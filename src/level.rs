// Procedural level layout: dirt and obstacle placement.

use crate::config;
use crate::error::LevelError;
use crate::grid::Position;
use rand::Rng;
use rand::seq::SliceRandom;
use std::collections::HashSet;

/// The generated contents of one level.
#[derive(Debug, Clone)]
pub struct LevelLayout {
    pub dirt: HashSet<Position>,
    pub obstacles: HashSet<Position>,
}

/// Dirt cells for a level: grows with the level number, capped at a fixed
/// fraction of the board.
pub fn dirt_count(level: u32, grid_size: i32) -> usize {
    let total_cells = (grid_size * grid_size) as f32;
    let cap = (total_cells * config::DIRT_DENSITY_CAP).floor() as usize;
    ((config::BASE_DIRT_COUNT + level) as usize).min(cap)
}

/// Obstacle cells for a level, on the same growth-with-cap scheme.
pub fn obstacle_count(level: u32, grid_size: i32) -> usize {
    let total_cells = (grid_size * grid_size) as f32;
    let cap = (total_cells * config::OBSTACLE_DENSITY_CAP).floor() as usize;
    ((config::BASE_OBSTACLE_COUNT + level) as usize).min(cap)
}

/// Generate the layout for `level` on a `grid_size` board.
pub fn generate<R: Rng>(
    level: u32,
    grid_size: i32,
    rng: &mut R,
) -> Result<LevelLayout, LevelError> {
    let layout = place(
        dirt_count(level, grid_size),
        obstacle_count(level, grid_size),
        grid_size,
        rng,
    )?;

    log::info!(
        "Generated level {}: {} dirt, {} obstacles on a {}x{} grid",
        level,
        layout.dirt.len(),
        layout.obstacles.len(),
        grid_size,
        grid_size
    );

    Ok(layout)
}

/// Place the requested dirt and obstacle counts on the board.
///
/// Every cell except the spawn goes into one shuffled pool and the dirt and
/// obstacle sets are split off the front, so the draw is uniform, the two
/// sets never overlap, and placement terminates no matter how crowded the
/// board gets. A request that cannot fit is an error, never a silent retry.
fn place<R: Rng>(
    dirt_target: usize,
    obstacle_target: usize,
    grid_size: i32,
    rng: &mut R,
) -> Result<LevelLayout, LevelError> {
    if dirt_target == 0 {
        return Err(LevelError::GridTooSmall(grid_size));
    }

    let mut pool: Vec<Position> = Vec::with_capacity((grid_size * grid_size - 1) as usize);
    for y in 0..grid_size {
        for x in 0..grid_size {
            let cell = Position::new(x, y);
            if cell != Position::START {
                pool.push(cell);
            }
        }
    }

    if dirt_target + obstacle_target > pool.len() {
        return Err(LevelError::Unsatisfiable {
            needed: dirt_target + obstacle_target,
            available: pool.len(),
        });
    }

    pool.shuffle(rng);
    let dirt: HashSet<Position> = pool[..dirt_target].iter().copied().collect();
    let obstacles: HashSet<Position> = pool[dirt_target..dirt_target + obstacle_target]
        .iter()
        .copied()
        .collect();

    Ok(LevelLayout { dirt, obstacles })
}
************
**YOUR TASK:**
Copy exactly, please, the span of lines that begins at the line with "for x in 0..grid_size" and ends at the last line of the data, both included.

**EXERCISE RESPONSE:**
        for x in 0..grid_size {
            let cell = Position::new(x, y);
            if cell != Position::START {
                pool.push(cell);
            }
        }
    }

    if dirt_target + obstacle_target > pool.len() {
        return Err(LevelError::Unsatisfiable {
            needed: dirt_target + obstacle_target,
            available: pool.len(),
        });
    }

    pool.shuffle(rng);
    let dirt: HashSet<Position> = pool[..dirt_target].iter().copied().collect();
    let obstacles: HashSet<Position> = pool[dirt_target..dirt_target + obstacle_target]
        .iter()
        .copied()
        .collect();

    Ok(LevelLayout { dirt, obstacles })
}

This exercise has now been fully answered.